** Task item **
Each line below should be reproduced without any alteration.

• • • •

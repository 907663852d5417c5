//! Credential store against a real Postgres.
//!
//! Needs the database from `configuration.yaml`; run with
//! `cargo test --test pg_store -- --ignored`.

use account_auth::configuration::DatabaseSettings;
use account_auth::error::DatabaseError;
use account_auth::store::{
    AccountUpdate, CredentialStore, NewAccount, PgCredentialStore, Role, StoredSession,
};
use chrono::{Duration, Utc};
use sqlx::{Connection, Executor, PgConnection, PgPool};
use uuid::Uuid;

fn database_settings() -> DatabaseSettings {
    DatabaseSettings {
        username: "postgres".to_string(),
        password: "password".to_string(),
        port: 5432,
        host: "localhost".to_string(),
        database_name: Uuid::new_v4().to_string(),
    }
}

pub async fn configure_database(config: &DatabaseSettings) -> PgPool {
    // Create database
    let mut connection = PgConnection::connect(&config.connection_string_without_db())
        .await
        .expect("Failed to connect to Postgres");
    connection
        .execute(&*format!(r#"CREATE DATABASE "{}";"#, config.database_name))
        .await
        .expect("Failed to create database.");
    // Migrate database
    let connection_pool = PgPool::connect(&config.connection_string())
        .await
        .expect("Failed to connect to Postgres.");
    sqlx::migrate!("./migrations")
        .run(&connection_pool)
        .await
        .expect("Failed to migrate the database.");
    connection_pool
}

async fn spawn_store() -> (PgCredentialStore, PgPool) {
    let pool = configure_database(&database_settings()).await;
    (PgCredentialStore::new(pool.clone()), pool)
}

fn new_account(email: &str) -> NewAccount {
    NewAccount {
        email: email.to_string(),
        password_hash: "$2b$04$hash".to_string(),
        role: Role::User,
        is_active: true,
    }
}

fn session(hash: &str) -> StoredSession {
    StoredSession {
        token_hash: hash.to_string(),
        expires_at: Utc::now() + Duration::days(7),
    }
}

#[tokio::test]
#[ignore = "requires a running Postgres"]
async fn create_and_find_round_trip() {
    let (store, _) = spawn_store().await;
    let created = store.create(new_account("a@x.com")).await.unwrap();

    let by_email = store.find_active_by_email("a@x.com", true).await.unwrap().unwrap();
    assert_eq!(by_email.id, created.id);
    assert_eq!(by_email.role, Role::User);
    assert_eq!(by_email.password_hash.as_deref(), Some("$2b$04$hash"));
    assert!(by_email.session.is_none());

    let public = store.find_active_by_id(created.id, false).await.unwrap().unwrap();
    assert!(public.password_hash.is_none());
}

#[tokio::test]
#[ignore = "requires a running Postgres"]
async fn duplicate_live_email_is_a_unique_violation() {
    let (store, _) = spawn_store().await;
    store.create(new_account("a@x.com")).await.unwrap();

    let err = store.create(new_account("a@x.com")).await.unwrap_err();

    assert!(matches!(err, DatabaseError::UniqueConstraintViolation(_)));
}

#[tokio::test]
#[ignore = "requires a running Postgres"]
async fn email_is_reusable_after_soft_delete() {
    let (store, pool) = spawn_store().await;
    let first = store.create(new_account("a@x.com")).await.unwrap();
    store.set_session(first.id, session("h")).await.unwrap();

    store.soft_delete(first.id).await.unwrap();

    assert!(store.find_active_by_id(first.id, true).await.unwrap().is_none());
    assert!(matches!(
        store.soft_delete(first.id).await.unwrap_err(),
        DatabaseError::NotFound(_)
    ));
    let second = store.create(new_account("a@x.com")).await.unwrap();
    assert_ne!(second.id, first.id);

    let (hash, expires_at): (Option<String>, Option<chrono::DateTime<Utc>>) = sqlx::query_as(
        "SELECT refresh_token_hash, refresh_token_expires_at FROM accounts WHERE id = $1",
    )
    .bind(first.id)
    .fetch_one(&pool)
    .await
    .unwrap();
    assert!(hash.is_none());
    assert!(expires_at.is_none());
}

#[tokio::test]
#[ignore = "requires a running Postgres"]
async fn set_session_overwrites_and_clear_session_drops_both_fields() {
    let (store, _) = spawn_store().await;
    let created = store.create(new_account("a@x.com")).await.unwrap();

    store.set_session(created.id, session("first")).await.unwrap();
    store.set_session(created.id, session("second")).await.unwrap();
    let full = store.find_active_by_id(created.id, true).await.unwrap().unwrap();
    assert_eq!(full.session.unwrap().token_hash, "second");

    store.clear_session(created.id).await.unwrap();
    let full = store.find_active_by_id(created.id, true).await.unwrap().unwrap();
    assert!(full.session.is_none());

    let err = store.set_session(Uuid::new_v4(), session("h")).await.unwrap_err();
    assert!(matches!(err, DatabaseError::NotFound(_)));
}

#[tokio::test]
#[ignore = "requires a running Postgres"]
async fn rotate_session_is_conditional_on_the_current_hash() {
    let (store, _) = spawn_store().await;
    let created = store.create(new_account("a@x.com")).await.unwrap();
    store.set_session(created.id, session("first")).await.unwrap();

    assert!(store.rotate_session(created.id, "first", session("second")).await.unwrap());
    assert!(!store.rotate_session(created.id, "first", session("third")).await.unwrap());

    let full = store.find_active_by_id(created.id, true).await.unwrap().unwrap();
    assert_eq!(full.session.unwrap().token_hash, "second");
}

#[tokio::test]
#[ignore = "requires a running Postgres"]
async fn session_fields_cannot_be_half_set() {
    let (store, pool) = spawn_store().await;
    let created = store.create(new_account("a@x.com")).await.unwrap();

    let result = sqlx::query("UPDATE accounts SET refresh_token_hash = 'h' WHERE id = $1")
        .bind(created.id)
        .execute(&pool)
        .await;

    assert!(result.is_err());
}

#[tokio::test]
#[ignore = "requires a running Postgres"]
async fn update_leaves_unspecified_fields_alone() {
    let (store, _) = spawn_store().await;
    let created = store.create(new_account("a@x.com")).await.unwrap();

    let updated = store
        .update(
            created.id,
            AccountUpdate {
                is_active: Some(false),
                ..Default::default()
            },
        )
        .await
        .unwrap();
    assert!(!updated.is_active);
    assert_eq!(updated.role, Role::User);

    let updated = store
        .update(
            created.id,
            AccountUpdate {
                role: Some(Role::Admin),
                ..Default::default()
            },
        )
        .await
        .unwrap();
    assert_eq!(updated.role, Role::Admin);
    assert!(!updated.is_active);
    assert!(updated.password_hash.is_none());
}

• • • •

** Your response **
repository 907663852d5417c5
//! Credential store against a real Postgres.
//!
//! Needs the database from `configuration.yaml`; run with
//! `cargo test --test pg_store -- --ignored`.

use account_auth::configuration::DatabaseSettings;
use account_auth::error::DatabaseError;
use account_auth::store::{
    AccountUpdate, CredentialStore, NewAccount, PgCredentialStore, Role, StoredSession,
};
use chrono::{Duration, Utc};
use sqlx::{Connection, Executor, PgConnection, PgPool};
use uuid::Uuid;

fn database_settings() -> DatabaseSettings {
    DatabaseSettings {
        username: "postgres".to_string(),
        password: "password".to_string(),
        port: 5432,
        host: "localhost".to_string(),
        database_name: Uuid::new_v4().to_string(),
    }
}

pub async fn configure_database(config: &DatabaseSettings) -> PgPool {
    // Create database
    let mut connection = PgConnection::connect(&config.connection_string_without_db())
        .await
        .expect("Failed to connect to Postgres");
    connection
        .execute(&*format!(r#"CREATE DATABASE "{}";"#, config.database_name))
        .await
        .expect("Failed to create database.");
    // Migrate database
    let connection_pool = PgPool::connect(&config.connection_string())
        .await
        .expect("Failed to connect to Postgres.");
    sqlx::migrate!("./migrations")
        .run(&connection_pool)
        .await
        .expect("Failed to migrate the database.");
    connection_pool
}

async fn spawn_store() -> (PgCredentialStore, PgPool) {
    let pool = configure_database(&database_settings()).await;
    (PgCredentialStore::new(pool.clone()), pool)
}

fn new_account(email: &str) -> NewAccount {
    NewAccount {
        email: email.to_string(),
        password_hash: "$2b$04$hash".to_string(),
        role: Role::User,
        is_active: true,
    }
}

fn session(hash: &str) -> StoredSession {
    StoredSession {
        token_hash: hash.to_string(),
        expires_at: Utc::now() + Duration::days(7),
    }
}

#[tokio::test]
#[ignore = "requires a running Postgres"]
async fn create_and_find_round_trip() {
    let (store, _) = spawn_store().await;
    let created = store.create(new_account("a@x.com")).await.unwrap();

    let by_email = store.find_active_by_email("a@x.com", true).await.unwrap().unwrap();
    assert_eq!(by_email.id, created.id);
    assert_eq!(by_email.role, Role::User);
    assert_eq!(by_email.password_hash.as_deref(), Some("$2b$04$hash"));
    assert!(by_email.session.is_none());

    let public = store.find_active_by_id(created.id, false).await.unwrap().unwrap();
    assert!(public.password_hash.is_none());
}

#[tokio::test]
#[ignore = "requires a running Postgres"]
async fn duplicate_live_email_is_a_unique_violation() {
    let (store, _) = spawn_store().await;
    store.create(new_account("a@x.com")).await.unwrap();

    let err = store.create(new_account("a@x.com")).await.unwrap_err();

    assert!(matches!(err, DatabaseError::UniqueConstraintViolation(_)));
}

#[tokio::test]
#[ignore = "requires a running Postgres"]
async fn email_is_reusable_after_soft_delete() {
    let (store, pool) = spawn_store().await;
    let first = store.create(new_account("a@x.com")).await.unwrap();
    store.set_session(first.id, session("h")).await.unwrap();

    store.soft_delete(first.id).await.unwrap();

    assert!(store.find_active_by_id(first.id, true).await.unwrap().is_none());
    assert!(matches!(
        store.soft_delete(first.id).await.unwrap_err(),
        DatabaseError::NotFound(_)
    ));
    let second = store.create(new_account("a@x.com")).await.unwrap();
    assert_ne!(second.id, first.id);

    let (hash, expires_at): (Option<String>, Option<chrono::DateTime<Utc>>) = sqlx::query_as(
        "SELECT refresh_token_hash, refresh_token_expires_at FROM accounts WHERE id = $1",
    )
    .bind(first.id)
    .fetch_one(&pool)
    .await
    .unwrap();
    assert!(hash.is_none());
    assert!(expires_at.is_none());
}

#[tokio::test]
#[ignore = "requires a running Postgres"]
async fn set_session_overwrites_and_clear_session_drops_both_fields() {
    let (store, _) = spawn_store().await;
    let created = store.create(new_account("a@x.com")).await.unwrap();

    store.set_session(created.id, session("first")).await.unwrap();
    store.set_session(created.id, session("second")).await.unwrap();
    let full = store.find_active_by_id(created.id, true).await.unwrap().unwrap();
    assert_eq!(full.session.unwrap().token_hash, "second");

    store.clear_session(created.id).await.unwrap();
    let full = store.find_active_by_id(created.id, true).await.unwrap().unwrap();
    assert!(full.session.is_none());

    let err = store.set_session(Uuid::new_v4(), session("h")).await.unwrap_err();
    assert!(matches!(err, DatabaseError::NotFound(_)));
}

#[tokio::test]
#[ignore = "requires a running Postgres"]
async fn rotate_session_is_conditional_on_the_current_hash() {
    let (store, _) = spawn_store().await;
    let created = store.create(new_account("a@x.com")).await.unwrap();
    store.set_session(created.id, session("first")).await.unwrap();

    assert!(store.rotate_session(created.id, "first", session("second")).await.unwrap());
    assert!(!store.rotate_session(created.id, "first", session("third")).await.unwrap());

    let full = store.find_active_by_id(created.id, true).await.unwrap().unwrap();
    assert_eq!(full.session.unwrap().token_hash, "second");
}

#[tokio::test]
#[ignore = "requires a running Postgres"]
async fn session_fields_cannot_be_half_set() {
    let (store, pool) = spawn_store().await;
    let created = store.create(new_account("a@x.com")).await.unwrap();

    let result = sqlx::query("UPDATE accounts SET refresh_token_hash = 'h' WHERE id = $1")
        .bind(created.id)
        .execute(&pool)
        .await;

    assert!(result.is_err());
}

#[tokio::test]
#[ignore = "requires a running Postgres"]
async fn update_leaves_unspecified_fields_alone() {
    let (store, _) = spawn_store().await;
    let created = store.create(new_account("a@x.com")).await.unwrap();

    let updated = store
        .update(
            created.id,
            AccountUpdate {
                is_active: Some(false),
                ..Default::default()
            },
        )
        .await
        .unwrap();
    assert!(!updated.is_active);
    assert_eq!(updated.role, Role::User);

    let updated = store
        .update(
            created.id,
            AccountUpdate {
                role: Some(Role::Admin),
                ..Default::default()
            },
        )
        .await
        .unwrap();
    assert_eq!(updated.role, Role::Admin);
    assert!(!updated.is_active);
    assert!(updated.password_hash.is_none());
}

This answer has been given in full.